Objective Medication errors are an important cause of preventable morbidity, especially in children in emergency department (ED) settings. Internal use of voluntary incident reporting (IR) is common within hospitals, with little external reporting or sharing of this information across institutions. We describe the analysis of paediatric medication events (ME) reported in 18 EDs in a paediatric research network in 2007–2008.

Methods Confidential, deidentified incident reports (IRs) were collected, and MEs were independently categorised by two investigators. Discordant responses were resolved by consensus.

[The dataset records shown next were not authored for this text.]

//! The fixed base grid, built once per process.

use once_cell::sync::Lazy;
use tracing::info;

use super::{uniform_grid, GridCell, GridCoords, BASE_GRID_SIZE, BASE_RESOLUTION, BASE_S1_CELLS};
use crate::Matrix3;

static BASE_GRID: Lazy<BaseGrid> = Lazy::new(BaseGrid::build);

/// The resolution-1 grid: 576 cells and their rotation matrices.
///
/// Immutable and shared by every search in the process, so base-grid
/// selections are reproducible across calls.
#[derive(Debug)]
pub struct BaseGrid {
    cells: Vec<GridCell>,
    quats: Vec<[f32; 4]>,
    rotations: Vec<Matrix3>,
}

impl BaseGrid {
    fn build() -> Self {
        let cells = uniform_grid(BASE_RESOLUTION);
        assert_eq!(cells.len(), BASE_GRID_SIZE);
        let quats: Vec<[f32; 4]> = cells.iter().map(|c| c.quat).collect();
        // Hopf quaternions are unit by construction.
        let rotations = crate::rotation::quaternions_to_rotations(&quats)
            .expect("base grid quaternions are unit length");
        info!("Built SO(3) base grid: {} cells", cells.len());
        Self {
            cells,
            quats,
            rotations,
        }
    }

    /// Number of cells (always 576).
    pub fn len(&self) -> usize {
        self.cells.len()
    }

    /// Always `false`; present for API symmetry with `len`.
    pub fn is_empty(&self) -> bool {
        self.cells.is_empty()
    }

    /// All cells in flat-index order.
    pub fn cells(&self) -> &[GridCell] {
        &self.cells
    }

    /// Cell at a flat index. Panics when `index >= 576`.
    pub fn cell(&self, index: usize) -> GridCell {
        self.cells[index]
    }

    /// Centre quaternions in flat-index order.
    pub fn quaternions(&self) -> &[[f32; 4]] {
        &self.quats
    }

    /// Rotation matrices in flat-index order, as handed to the oracle.
    pub fn rotations(&self) -> &[Matrix3] {
        &self.rotations
    }
}

/// The process-wide base grid.
pub fn base_grid() -> &'static BaseGrid {
    &BASE_GRID
}

/// Split a flat base-grid index into `(s2, s1)`.
///
/// Panics if `index` is outside `[0, 576)`: callers only pass argmin results
/// over the base grid, so anything else is a bug.
pub fn base_index_to_coords(index: usize) -> GridCoords {
    assert!(
        index < BASE_GRID_SIZE,
        "base grid index {index} out of range [0, {BASE_GRID_SIZE})"
    );
    GridCoords {
        s2: (index / BASE_S1_CELLS) as u64,
        s1: (index % BASE_S1_CELLS) as u64,
    }
}

#[cfg(test)]
mod tests {
    use super::*;

    #[test]
    fn base_grid_is_cached() {
        let a = base_grid() as *const BaseGrid;
        let b = base_grid() as *const BaseGrid;
        assert_eq!(a, b);
        assert_eq!(base_grid().len(), 576);
        assert_eq!(base_grid().rotations().len(), 576);
    }

    #[test]
    fn index_decomposition_matches_cells() {
        let grid = base_grid();
        for i in 0..grid.len() {
            assert_eq!(base_index_to_coords(i), grid.cell(i).coords);
        }
        assert_eq!(base_index_to_coords(13), GridCoords { s2: 1, s1: 1 });
        assert_eq!(base_index_to_coords(575), GridCoords { s2: 47, s1: 11 });
    }

    #[test]
    #[should_panic(expected = "out of range")]
    fn out_of_range_index_panics() {
        base_index_to_coords(576);
    }
}
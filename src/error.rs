//! Error types for orientation search.
//!
//! Every failure aborts the search of the whole batch; there is no per-image
//! recovery. Out-of-range grid coordinates are programming errors and panic
//! instead of appearing here.

use thiserror::Error;

/// Errors raised by the rotation grid, the searches and the oracle adapters.
#[derive(Debug, Error)]
pub enum SearchError {
    /// The scoring model reported training mode. Searches require inference mode.
    #[error("pose search requires the model to be in inference mode, but it is in training mode")]
    TrainingMode,

    /// The memory budget does not split the batch into whole chunks.
    #[error(
        "batch size {batch} must be a positive multiple of the chunk size {chunk} \
         (memory budget {memory_budget_px} px / {pixels} px per image)"
    )]
    ChunkSize {
        /// Number of images in the batch.
        batch: usize,
        /// Images per base-grid chunk derived from the budget.
        chunk: usize,
        /// Configured pixel budget per chunk.
        memory_budget_px: usize,
        /// Pixels per image (`ny * nx`).
        pixels: usize,
    },

    /// More refinement levels than the grid can address.
    #[error("niter = {niter} exceeds the deepest refinement level {max}")]
    TooManyLevels {
        /// Requested refinement levels.
        niter: u32,
        /// Largest accepted `niter`.
        max: u32,
    },

    /// Two per-image inputs disagree on the batch size.
    #[error("{what}: expected {expected} entries, got {actual}")]
    BatchMismatch {
        /// Which input was inconsistent.
        what: &'static str,
        /// Expected count.
        expected: usize,
        /// Actual count.
        actual: usize,
    },

    /// An image buffer length is not a whole number of `ny x nx` images.
    #[error("image buffer of length {len} is not a whole number of {ny}x{nx} images")]
    InvalidImageShape {
        /// Buffer length in pixels.
        len: usize,
        /// Image height.
        ny: usize,
        /// Image width.
        nx: usize,
    },

    /// A latent buffer length is not a whole number of `dim`-vectors.
    #[error("latent buffer of length {len} is not a whole number of {dim}-dimensional vectors")]
    InvalidLatentShape {
        /// Buffer length.
        len: usize,
        /// Latent dimension.
        dim: usize,
    },

    /// A quaternion with zero or non-finite norm cannot be turned into a rotation.
    #[error("degenerate quaternion {q:?} (zero or non-finite norm)")]
    DegenerateQuaternion {
        /// The offending `(w, x, y, z)` quaternion.
        q: [f32; 4],
    },

    /// The oracle produced a NaN reconstruction error.
    #[error("non-finite reconstruction error for image {image}, candidate {candidate}")]
    NonFiniteScore {
        /// Row (image) of the offending entry.
        image: usize,
        /// Column (candidate) of the offending entry.
        candidate: usize,
    },

    /// The oracle returned an error matrix of the wrong shape.
    #[error("oracle returned a {}x{} error matrix, expected {}x{}", .actual.0, .actual.1, .expected.0, .expected.1)]
    OracleShape {
        /// Expected `(rows, cols)`.
        expected: (usize, usize),
        /// Returned `(rows, cols)`.
        actual: (usize, usize),
    },

    /// Failure inside the scoring oracle (including resource exhaustion),
    /// propagated unmodified.
    #[error("scoring oracle failed: {0}")]
    Oracle(#[from] anyhow::Error),
}

/// Result alias used throughout the crate.
pub type Result<T> = std::result::Result<T, SearchError>;
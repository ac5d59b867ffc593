//! Geometric properties of the hierarchical SO(3) grid and the quaternion
//! conversion: orthonormality, antipodal equivalence, determinism and nesting.

use cryopose::so3_grid::{uniform_grid, GridCell, NUM_NEIGHBORS};
use cryopose::{base_grid, neighbors, quaternion_to_rotation, quaternions_to_rotations, Matrix3};
use rand::rngs::StdRng;
use rand::SeedableRng;
use rand_distr::{Distribution, StandardNormal};

const TOL: f32 = 1e-5;

fn assert_orthonormal(r: &Matrix3) {
    let err = (r.transpose() * r - Matrix3::identity()).abs().max();
    assert!(err < TOL, "RᵀR deviates from I by {err}:\n{r}");
    let det = r.determinant();
    assert!((det - 1.0).abs() < TOL, "det = {det}");
}

#[test]
fn base_grid_rotations_are_orthonormal() {
    for r in base_grid().rotations() {
        assert_orthonormal(r);
    }
}

#[test]
fn neighbor_rotations_are_orthonormal() {
    for index in (0..base_grid().len()).step_by(37) {
        let mut cell = base_grid().cell(index);
        for level in 1..=6 {
            let kids = neighbors(&cell, level);
            assert_eq!(kids.len(), NUM_NEIGHBORS);
            for kid in &kids {
                assert_orthonormal(&kid.rotation().unwrap());
            }
            cell = kids[(index + level as usize) % NUM_NEIGHBORS];
        }
    }
}

#[test]
fn antipodal_quaternions_give_the_same_rotation() {
    let mut rng = StdRng::seed_from_u64(42);
    for _ in 0..200 {
        let q: [f32; 4] = std::array::from_fn(|_| StandardNormal.sample(&mut rng));
        let neg = q.map(|c| -c);
        let a = quaternion_to_rotation(&q).unwrap();
        let b = quaternion_to_rotation(&neg).unwrap();
        assert!((a - b).abs().max() < TOL);
        assert_orthonormal(&a);
    }
    for q in base_grid().quaternions() {
        let a = quaternion_to_rotation(q).unwrap();
        let b = quaternion_to_rotation(&q.map(|c| -c)).unwrap();
        assert!((a - b).abs().max() < TOL);
    }
}

#[test]
fn conversion_is_continuous() {
    let q = [0.3f32, -0.5, 0.7, 0.2];
    let r = quaternion_to_rotation(&q).unwrap();
    let nudged = quaternion_to_rotation(&[0.3 + 1e-4, -0.5, 0.7, 0.2]).unwrap();
    assert!((r - nudged).abs().max() < 1e-3);
}

#[test]
fn base_grid_is_reproducible() {
    let rebuilt = uniform_grid(1);
    assert_eq!(rebuilt.as_slice(), base_grid().cells());
    let rotations =
        quaternions_to_rotations(&rebuilt.iter().map(|c| c.quat).collect::<Vec<_>>()).unwrap();
    assert_eq!(rotations.as_slice(), base_grid().rotations());
}

#[test]
fn base_grid_rotations_are_distinct() {
    let rots = base_grid().rotations();
    for i in 0..rots.len() {
        for j in (i + 1)..rots.len() {
            assert!((rots[i] - rots[j]).abs().max() > 1e-3, "{i} and {j} coincide");
        }
    }
}

#[test]
fn level_one_neighbors_are_resolution_two_cells() {
    let fine = uniform_grid(2);
    let s1_cells = 24;
    for cell in base_grid().cells() {
        for kid in neighbors(cell, 1) {
            let flat = kid.coords.s2 as usize * s1_cells + kid.coords.s1 as usize;
            assert_eq!(kid, fine[flat]);
        }
    }
}

#[test]
fn every_fine_cell_has_exactly_one_parent() {
    // The 576 base cells' children tile the 4608-cell resolution-2 grid.
    let mut seen = vec![0u8; uniform_grid(2).len()];
    for cell in base_grid().cells() {
        for kid in GridCell::children(cell, 1) {
            seen[kid.coords.s2 as usize * 24 + kid.coords.s1 as usize] += 1;
        }
    }
    assert!(seen.iter().all(|&n| n == 1));
}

Results MEs (597) accounted for 19% of all IRs, with reporting rates varying 25-fold across sites. Anti-infective agents were the most commonly reported, followed by analgesics, intravenous fluids and respiratory medicines. Of the 597 MEs, 94% were medication errors and 6% adverse reactions; further analyses are reported for medication errors. Incorrect medication doses were related to incorrect weight (20%), duplicate doses (21%), and miscalculation (22%). Look-alike/sound-alike MEs were 36% of incorrect medications. Human factors contributed in 85% of reports: failure to follow established procedures (41%), calculation (13%) or judgment (12%) errors, and communication failures (20%). Outcomes were: no deaths or permanent disability, 13% patient harm, 47% reached patient (no harm), 30% near miss or unsafe conditions, and 9% unknown.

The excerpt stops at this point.